For reasons that will become clear to Assiduous Readers in the near future, I’m doing a little reading on the “Eligibility Premium”.
This was defined, in ECB Occasional Paper #49, BindSeil & Papadia, August 2006 as:
the interest rate differential between eligible [as collateral for central bank loans] and ineligible assets, dubbed the “eligibility premium”.
… with the conclusion …
The three estimates above consistently indicate that the eligibility premium deriving from being eligible as collateral for Eurosystem operations is, as a maximum, in the order of magnitude of a few basis points only. However, again, the following caveats to these estimates should be highlighted: In times of financial tensions, the eligibility premium will be much higher. One may view ample collateral availability as an insurance against the consequences of financial instability.
- In times of financial tensions, the eligibility premium will be much higher. One may view ample collateral availability as an insurance against the consequences of financial instability.
- For lower-rated banks (e.g. banks with a BBB rating), the value of the eligibility feature is likely to be systematically higher.
- The low eligibility premium in the euro area is also the result of the ample availability of collateral. If availability were to decrease or demand increase, the premium would increase as well.
As remarked by Michael Reuther of Commerzbank in June 2008:
In a liquidity stress situation only central bank eligible collateral can be seen as really liquid.
It was to capture a suddenly much larger eligibility premium that Congress pressured the Fed to add Student Loans to the eligibility list – and the Fed responded on May 2. It’s hard to say how much the eligibility premium was in this case, but 35bp is a possibility:
The Lincoln, Nebraska-based student-loan provider issued three-year bonds rated AAA that priced to yield 70 basis points more than the three-month London interbank offered rate, said a person familiar with today’s sale, who declined to be identified because the terms aren’t public. That’s a narrower spread than the 105 basis points Nelnet was charged last month, and the 100 basis points the company offered on March 31.

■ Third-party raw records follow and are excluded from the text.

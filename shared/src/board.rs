//! Static board layout: the 40 spaces of the classic board in play order.
//!
//! The catalog never changes at runtime. Who owns what lives in the server's
//! ownership overlay, not here.

use serde::{Deserialize, Serialize};

use crate::Money;

pub const BOARD_SIZE: u8 = 40;
pub const GO_POSITION: u8 = 0;
pub const JAIL_POSITION: u8 = 10;

#[derive(Debug, Serialize, Deserialize, Clone, Copy, PartialEq, Eq, Hash)]
pub enum SpaceKind {
    Go,
    Property,
    Railroad,
    Utility,
    Chest,
    Chance,
    Tax,
    Jail,
    GoToJail,
    FreeParking,
}

impl SpaceKind {
    /// Property, railroad and utility spaces can hold an owner.
    pub fn is_ownable(self) -> bool {
        matches!(
            self,
            SpaceKind::Property | SpaceKind::Railroad | SpaceKind::Utility
        )
    }
}

/// Color sets for street properties.
#[derive(Debug, Serialize, Deserialize, Clone, Copy, PartialEq, Eq, Hash)]
pub enum ColorGroup {
    Brown,
    LightBlue,
    Pink,
    Orange,
    Red,
    Yellow,
    Green,
    DarkBlue,
}

#[derive(Debug, Clone, Copy, PartialEq, Eq)]
pub struct Space {
    pub id: u8,
    pub name: &'static str,
    pub kind: SpaceKind,
    pub group: Option<ColorGroup>,
    pub price: Money,
    pub rent: Money,
    pub tax: Money,
}

impl Space {
    const fn special(id: u8, name: &'static str, kind: SpaceKind) -> Self {
        Self {
            id,
            name,
            kind,
            group: None,
            price: 0,
            rent: 0,
            tax: 0,
        }
    }

    const fn property(id: u8, name: &'static str, group: ColorGroup, price: Money, rent: Money) -> Self {
        Self {
            id,
            name,
            kind: SpaceKind::Property,
            group: Some(group),
            price,
            rent,
            tax: 0,
        }
    }

    const fn railroad(id: u8, name: &'static str) -> Self {
        Self {
            id,
            name,
            kind: SpaceKind::Railroad,
            group: None,
            price: 200,
            rent: 25,
            tax: 0,
        }
    }

    const fn utility(id: u8, name: &'static str) -> Self {
        Self {
            id,
            name,
            kind: SpaceKind::Utility,
            group: None,
            price: 150,
            rent: 0,
            tax: 0,
        }
    }

    const fn tax(id: u8, name: &'static str, amount: Money) -> Self {
        Self {
            id,
            name,
            kind: SpaceKind::Tax,
            group: None,
            price: 0,
            rent: 0,
            tax: amount,
        }
    }
}

use ColorGroup::*;

pub static BOARD: [Space; BOARD_SIZE as usize] = [
    Space::special(0, "GO", SpaceKind::Go),
    Space::property(1, "Mediterranean Avenue", Brown, 60, 2),
    Space::special(2, "Community Chest", SpaceKind::Chest),
    Space::property(3, "Baltic Avenue", Brown, 60, 4),
    Space::tax(4, "Income Tax", 200),
    Space::railroad(5, "Reading Railroad"),
    Space::property(6, "Oriental Avenue", LightBlue, 100, 6),
    Space::special(7, "Chance", SpaceKind::Chance),
    Space::property(8, "Vermont Avenue", LightBlue, 100, 6),
    Space::property(9, "Connecticut Avenue", LightBlue, 120, 8),
    Space::special(10, "JAIL", SpaceKind::Jail),
    Space::property(11, "St. Charles Place", Pink, 140, 10),
    Space::utility(12, "Electric Company"),
    Space::property(13, "States Avenue", Pink, 140, 10),
    Space::property(14, "Virginia Avenue", Pink, 160, 12),
    Space::railroad(15, "Pennsylvania Railroad"),
    Space::property(16, "St. James Place", Orange, 180, 14),
    Space::special(17, "Community Chest", SpaceKind::Chest),
    Space::property(18, "Tennessee Avenue", Orange, 180, 14),
    Space::property(19, "New York Avenue", Orange, 200, 16),
    Space::special(20, "FREE PARKING", SpaceKind::FreeParking),
    Space::property(21, "Kentucky Avenue", Red, 220, 18),
    Space::special(22, "Chance", SpaceKind::Chance),
    Space::property(23, "Indiana Avenue", Red, 220, 18),
    Space::property(24, "Illinois Avenue", Red, 240, 20),
    Space::railroad(25, "B&O Railroad"),
    Space::property(26, "Atlantic Avenue", Yellow, 260, 22),
    Space::property(27, "Ventnor Avenue", Yellow, 260, 22),
    Space::utility(28, "Water Works"),
    Space::property(29, "Marvin Gardens", Yellow, 280, 24),
    Space::special(30, "GO TO JAIL", SpaceKind::GoToJail),
    Space::property(31, "Pacific Avenue", Green, 300, 26),
    Space::property(32, "North Carolina Avenue", Green, 300, 26),
    Space::special(33, "Community Chest", SpaceKind::Chest),
    Space::property(34, "Pennsylvania Avenue", Green, 320, 28),
    Space::railroad(35, "Short Line"),
    Space::special(36, "Chance", SpaceKind::Chance),
    Space::property(37, "Park Place", DarkBlue, 350, 35),
    Space::tax(38, "Luxury Tax", 100),
    Space::property(39, "Boardwalk", DarkBlue, 400, 50),
];

/// Looks up a space by board position. Positions wrap, so any `u8` is valid.
pub fn space(position: u8) -> &'static Space {
    &BOARD[(position % BOARD_SIZE) as usize]
}

/// All spaces of one kind, in board order.
pub fn spaces_of_kind(kind: SpaceKind) -> impl Iterator<Item = &'static Space> {
    BOARD.iter().filter(move |space| space.kind == kind)
}

#[cfg(test)]
mod tests {
    use super::*;

    #[test]
    fn test_ids_match_positions() {
        for (index, space) in BOARD.iter().enumerate() {
            assert_eq!(space.id as usize, index);
        }
    }

    #[test]
    fn test_special_positions() {
        assert_eq!(space(GO_POSITION).kind, SpaceKind::Go);
        assert_eq!(space(JAIL_POSITION).kind, SpaceKind::Jail);
        assert_eq!(space(30).kind, SpaceKind::GoToJail);
        assert_eq!(space(20).kind, SpaceKind::FreeParking);
    }

    #[test]
    fn test_kind_counts() {
        assert_eq!(spaces_of_kind(SpaceKind::Railroad).count(), 4);
        assert_eq!(spaces_of_kind(SpaceKind::Utility).count(), 2);
        assert_eq!(spaces_of_kind(SpaceKind::Property).count(), 22);
        assert_eq!(spaces_of_kind(SpaceKind::Tax).count(), 2);
    }

    #[test]
    fn test_only_properties_have_groups() {
        for space in BOARD.iter() {
            assert_eq!(space.group.is_some(), space.kind == SpaceKind::Property);
        }
    }

    #[test]
    fn test_tax_amounts() {
        assert_eq!(space(4).tax, 200);
        assert_eq!(space(38).tax, 100);
    }

    #[test]
    fn test_space_lookup_wraps() {
        assert_eq!(space(40).id, 0);
        assert_eq!(space(45).name, "Reading Railroad");
    }
}
//! Error types for the game server.
//!
//! `ActionError` covers every gameplay rejection. These are expected, are
//! reported only to the connection that sent the action and never change the
//! game state. `ServerError` covers transport and codec failures.

use shared::{MAX_PLAYERS, MIN_PLAYERS};
use thiserror::Error;

#[derive(Debug, Error, Clone, Copy, PartialEq, Eq)]
pub enum ActionError {
    #[error("Game has already started")]
    AlreadyStarted,
    #[error("Game is full (max {} players)", MAX_PLAYERS)]
    GameFull,
    #[error("You have already joined")]
    AlreadyJoined,
    #[error("Need at least {} players to start", MIN_PLAYERS)]
    NotEnoughPlayers,
    #[error("Not your turn")]
    NotYourTurn,
    #[error("Invalid game phase")]
    WrongPhase,
    #[error("Property already owned")]
    AlreadyOwned,
    #[error("Not enough money")]
    InsufficientFunds,
}

#[derive(Debug, Error)]
pub enum ServerError {
    #[error("I/O error: {0}")]
    Io(#[from] std::io::Error),
    #[error("WebSocket error: {0}")]
    WebSocket(#[from] tokio_tungstenite::tungstenite::Error),
    #[error("Codec error: {0}")]
    Codec(#[from] bincode::Error),
}

#[cfg(test)]
mod tests {
    use super::*;

    #[test]
    fn test_action_error_messages() {
        assert_eq!(ActionError::AlreadyStarted.to_string(), "Game has already started");
        assert_eq!(ActionError::GameFull.to_string(), "Game is full (max 6 players)");
        assert_eq!(ActionError::NotYourTurn.to_string(), "Not your turn");
        assert_eq!(ActionError::WrongPhase.to_string(), "Invalid game phase");
        assert_eq!(ActionError::InsufficientFunds.to_string(), "Not enough money");
    }

    #[test]
    fn test_server_error_from_io() {
        let err: ServerError = std::io::Error::new(std::io::ErrorKind::AddrInUse, "taken").into();
        assert!(matches!(err, ServerError::Io(_)));
        assert!(err.to_string().contains("taken"));
    }
}
//! Authoritative game state.
//!
//! `GameState` is the one mutable aggregate: roster in turn order, the turn
//! pointer, the phase and the ownership overlay on top of the static board.
//! It is owned by the server's main loop and nothing else mutates it.

use crate::config::GameRules;
use crate::error::ActionError;
use log::info;
use shared::{
    space, BoardSpace, GameSnapshot, Money, Phase, Player, PlayerId, BOARD, BOARD_SIZE,
    JAIL_POSITION, PLAYER_COLORS,
};

#[derive(Debug, Clone)]
pub struct GameState {
    players: Vec<Player>,
    current_turn: usize,
    phase: Phase,
    started: bool,
    ownership: [Option<PlayerId>; BOARD_SIZE as usize],
    pending_transition: Option<u64>,
    rules: GameRules,
}

impl Default for GameState {
    fn default() -> Self {
        Self::new(GameRules::default())
    }
}

impl GameState {
    pub fn new(rules: GameRules) -> Self {
        Self {
            players: Vec::new(),
            current_turn: 0,
            phase: Phase::Waiting,
            started: false,
            ownership: [None; BOARD_SIZE as usize],
            pending_transition: None,
            rules,
        }
    }

    pub fn rules(&self) -> &GameRules {
        &self.rules
    }

    pub fn players(&self) -> &[Player] {
        &self.players
    }

    pub fn player_count(&self) -> usize {
        self.players.len()
    }

    pub fn player(&self, id: PlayerId) -> Option<&Player> {
        self.players.iter().find(|player| player.id == id)
    }

    pub fn has_player(&self, id: PlayerId) -> bool {
        self.player(id).is_some()
    }

    pub fn phase(&self) -> Phase {
        self.phase
    }

    pub fn is_started(&self) -> bool {
        self.started
    }

    /// Index into `players()`, or `None` when nobody has joined.
    pub fn current_turn(&self) -> Option<usize> {
        (!self.players.is_empty()).then_some(self.current_turn)
    }

    pub fn active_player(&self) -> Option<&Player> {
        self.players.get(self.current_turn)
    }

    pub fn is_active(&self, id: PlayerId) -> bool {
        self.active_player().is_some_and(|player| player.id == id)
    }

    pub fn owner_of(&self, space_id: u8) -> Option<PlayerId> {
        self.ownership
            .get(space_id as usize)
            .copied()
            .flatten()
    }

    pub fn pending_transition(&self) -> Option<u64> {
        self.pending_transition
    }

    /// Adds a player at the end of the turn order with the first free color.
    pub fn add_player(&mut self, id: PlayerId, name: String) -> Result<&Player, ActionError> {
        if self.started {
            return Err(ActionError::AlreadyStarted);
        }
        if self.players.len() >= self.rules.max_players {
            return Err(ActionError::GameFull);
        }
        if self.has_player(id) {
            return Err(ActionError::AlreadyJoined);
        }

        let color = self.next_color();
        let player = Player::new(id, name, color, self.rules.starting_cash);
        info!("{} joined the game as player {}", player.name, id);
        self.players.push(player);

        Ok(&self.players[self.players.len() - 1])
    }

    fn next_color(&self) -> String {
        PLAYER_COLORS
            .iter()
            .find(|color| !self.players.iter().any(|player| player.color == **color))
            .unwrap_or(&PLAYER_COLORS[self.players.len() % PLAYER_COLORS.len()])
            .to_string()
    }

    /// Removes a player and keeps the turn pointer on the same person when
    /// possible. Resets the whole game once the roster is empty.
    pub fn remove_player(&mut self, id: PlayerId) -> Option<Player> {
        let index = self.players.iter().position(|player| player.id == id)?;
        let removed = self.players.remove(index);
        info!("Removed player {} ({})", id, removed.name);

        if self.players.is_empty() {
            self.reset();
            return Some(removed);
        }

        if index < self.current_turn {
            self.current_turn -= 1;
        } else if index == self.current_turn {
            if self.current_turn >= self.players.len() {
                self.current_turn = 0;
            }
            // The purchase offer belonged to the departed player.
            if self.phase == Phase::Buying {
                self.phase = Phase::Rolling;
            }
        }

        Some(removed)
    }

    pub fn start(&mut self) -> Result<(), ActionError> {
        if self.started {
            return Err(ActionError::AlreadyStarted);
        }
        if self.players.len() < self.rules.min_players {
            return Err(ActionError::NotEnoughPlayers);
        }

        self.started = true;
        self.current_turn = 0;
        self.phase = Phase::Rolling;
        info!("Game started with {} players", self.players.len());
        Ok(())
    }

    pub fn set_phase(&mut self, phase: Phase) {
        self.phase = phase;
    }

    pub fn set_turn(&mut self, index: usize) {
        if !self.players.is_empty() {
            self.current_turn = index % self.players.len();
        }
    }

    pub fn advance_turn(&mut self) {
        self.set_turn(self.current_turn + 1);
    }

    pub(crate) fn set_pending_transition(&mut self, serial: Option<u64>) {
        self.pending_transition = serial;
    }

    pub fn apply_ownership(&mut self, space_id: u8, owner: PlayerId) {
        self.ownership[space_id as usize] = Some(owner);
        if let Some(player) = self.player_mut(owner) {
            player.properties.push(space_id);
        }
    }

    /// Spaces of the given kind currently held by `owner`.
    pub fn owned_count(&self, owner: PlayerId, kind: shared::SpaceKind) -> usize {
        BOARD
            .iter()
            .filter(|space| space.kind == kind && self.owner_of(space.id) == Some(owner))
            .count()
    }

    pub fn adjust_cash(&mut self, id: PlayerId, delta: Money) {
        if let Some(player) = self.player_mut(id) {
            player.cash += delta;
        }
    }

    pub fn move_player(&mut self, id: PlayerId, position: u8) {
        if let Some(player) = self.player_mut(id) {
            player.position = position % BOARD_SIZE;
        }
    }

    pub fn send_to_jail(&mut self, id: PlayerId) {
        if let Some(player) = self.player_mut(id) {
            player.position = JAIL_POSITION;
            player.in_jail = true;
        }
    }

    /// Back to a fresh lobby. Clearing the pending marker turns any timer
    /// still in flight into a no-op.
    pub fn reset(&mut self) {
        self.players.clear();
        self.current_turn = 0;
        self.phase = Phase::Waiting;
        self.started = false;
        self.ownership = [None; BOARD_SIZE as usize];
        self.pending_transition = None;
        info!("Game reset");
    }

    pub fn snapshot(&self) -> GameSnapshot {
        GameSnapshot {
            players: self.players.clone(),
            current_turn: self.current_turn(),
            phase: self.phase,
            started: self.started,
            board: BOARD
                .iter()
                .map(|entry| BoardSpace::new(entry, self.owner_of(entry.id)))
                .collect(),
        }
    }

    fn player_mut(&mut self, id: PlayerId) -> Option<&mut Player> {
        self.players.iter_mut().find(|player| player.id == id)
    }

    /// The space the active player is standing on.
    pub fn active_space(&self) -> Option<&'static shared::Space> {
        self.active_player().map(|player| space(player.position))
    }
}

I seem to remember – but cannot find – a Bloomberg story specifically mentioning that spreads between eligible and non-eligible assets had skyrocketted at the height of the crisis.
All this is related to the matter of the Real Bills Doctrine.
[…] posted a little while ago about Central Banks and the Eligibility Premium … there was a dramatic illustration (maybe!) about the suddenly enormous importance of access […]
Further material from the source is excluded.